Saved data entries
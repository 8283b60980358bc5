//! Connection repository for database operations
//!
//! Tenant-scoped lookups over `marketplace_connections`, plus the unscoped
//! store-id lookup used to route inbound webhooks.

use chrono::{DateTime, Utc};
use sea_orm::sea_query::Expr;
use sea_orm::{
    ColumnTrait, Condition, DatabaseConnection, DbErr, EntityTrait, QueryFilter, QueryOrder,
};
use uuid::Uuid;

use crate::models::marketplace_connection::{
    self, ConnectionStatus, Entity as MarketplaceConnection, MarketplaceType,
};

#[derive(Debug, Clone)]
pub struct ConnectionRepository {
    db: DatabaseConnection,
}

impl ConnectionRepository {
    pub fn new(db: DatabaseConnection) -> Self {
        Self { db }
    }

    /// Finds a connection only if it belongs to `tenant_id`.
    pub async fn find_for_tenant(
        &self,
        tenant_id: Uuid,
        connection_id: Uuid,
    ) -> Result<Option<marketplace_connection::Model>, DbErr> {
        MarketplaceConnection::find_by_id(connection_id)
            .filter(marketplace_connection::Column::TenantId.eq(tenant_id))
            .one(&self.db)
            .await
    }

    /// Resolves a webhook sender by marketplace and the store id it sent.
    pub async fn find_by_store(
        &self,
        marketplace: MarketplaceType,
        external_store_id: &str,
    ) -> Result<Option<marketplace_connection::Model>, DbErr> {
        MarketplaceConnection::find()
            .filter(marketplace_connection::Column::MarketplaceType.eq(marketplace.as_str()))
            .filter(marketplace_connection::Column::ExternalStoreId.eq(external_store_id))
            .one(&self.db)
            .await
    }

    /// Connected connections whose last successful sync is older than
    /// `before`, or that never synced.
    pub async fn list_connected_synced_before(
        &self,
        before: DateTime<Utc>,
    ) -> Result<Vec<marketplace_connection::Model>, DbErr> {
        MarketplaceConnection::find()
            .filter(
                marketplace_connection::Column::Status.eq(ConnectionStatus::Connected.as_str()),
            )
            .filter(
                Condition::any()
                    .add(marketplace_connection::Column::LastSyncAt.is_null())
                    .add(marketplace_connection::Column::LastSyncAt.lt(before.fixed_offset())),
            )
            .order_by_asc(marketplace_connection::Column::LastSyncAt)
            .all(&self.db)
            .await
    }

    /// Records the completion time of a successful sync.
    pub async fn mark_synced(&self, connection_id: Uuid, at: DateTime<Utc>) -> Result<(), DbErr> {
        let at = at.fixed_offset();
        MarketplaceConnection::update_many()
            .col_expr(marketplace_connection::Column::LastSyncAt, Expr::value(at))
            .col_expr(marketplace_connection::Column::UpdatedAt, Expr::value(at))
            .filter(marketplace_connection::Column::Id.eq(connection_id))
            .exec(&self.db)
            .await?;
        Ok(())
    }
}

Directions for this task -> The answer should be the entries, given again without a single difference.

Solution to this problem ->
repository 8283b60980358bc5
//! Connection repository for database operations
//!
//! Tenant-scoped lookups over `marketplace_connections`, plus the unscoped
//! store-id lookup used to route inbound webhooks.

use chrono::{DateTime, Utc};
use sea_orm::sea_query::Expr;
use sea_orm::{
    ColumnTrait, Condition, DatabaseConnection, DbErr, EntityTrait, QueryFilter, QueryOrder,
};
use uuid::Uuid;

use crate::models::marketplace_connection::{
    self, ConnectionStatus, Entity as MarketplaceConnection, MarketplaceType,
};

#[derive(Debug, Clone)]
pub struct ConnectionRepository {
    db: DatabaseConnection,
}

impl ConnectionRepository {
    pub fn new(db: DatabaseConnection) -> Self {
        Self { db }
    }

    /// Finds a connection only if it belongs to `tenant_id`.
    pub async fn find_for_tenant(
        &self,
        tenant_id: Uuid,
        connection_id: Uuid,
    ) -> Result<Option<marketplace_connection::Model>, DbErr> {
        MarketplaceConnection::find_by_id(connection_id)
            .filter(marketplace_connection::Column::TenantId.eq(tenant_id))
            .one(&self.db)
            .await
    }

    /// Resolves a webhook sender by marketplace and the store id it sent.
    pub async fn find_by_store(
        &self,
        marketplace: MarketplaceType,
        external_store_id: &str,
    ) -> Result<Option<marketplace_connection::Model>, DbErr> {
        MarketplaceConnection::find()
            .filter(marketplace_connection::Column::MarketplaceType.eq(marketplace.as_str()))
            .filter(marketplace_connection::Column::ExternalStoreId.eq(external_store_id))
            .one(&self.db)
            .await
    }

    /// Connected connections whose last successful sync is older than
    /// `before`, or that never synced.
    pub async fn list_connected_synced_before(
        &self,
        before: DateTime<Utc>,
    ) -> Result<Vec<marketplace_connection::Model>, DbErr> {
        MarketplaceConnection::find()
            .filter(
                marketplace_connection::Column::Status.eq(ConnectionStatus::Connected.as_str()),
            )
            .filter(
                Condition::any()
                    .add(marketplace_connection::Column::LastSyncAt.is_null())
                    .add(marketplace_connection::Column::LastSyncAt.lt(before.fixed_offset())),
            )
            .order_by_asc(marketplace_connection::Column::LastSyncAt)
            .all(&self.db)
            .await
    }

    /// Records the completion time of a successful sync.
    pub async fn mark_synced(&self, connection_id: Uuid, at: DateTime<Utc>) -> Result<(), DbErr> {
        let at = at.fixed_offset();
        MarketplaceConnection::update_many()
            .col_expr(marketplace_connection::Column::LastSyncAt, Expr::value(at))
            .col_expr(marketplace_connection::Column::UpdatedAt, Expr::value(at))
            .filter(marketplace_connection::Column::Id.eq(connection_id))
            .exec(&self.db)
            .await?;
        Ok(())
    }
}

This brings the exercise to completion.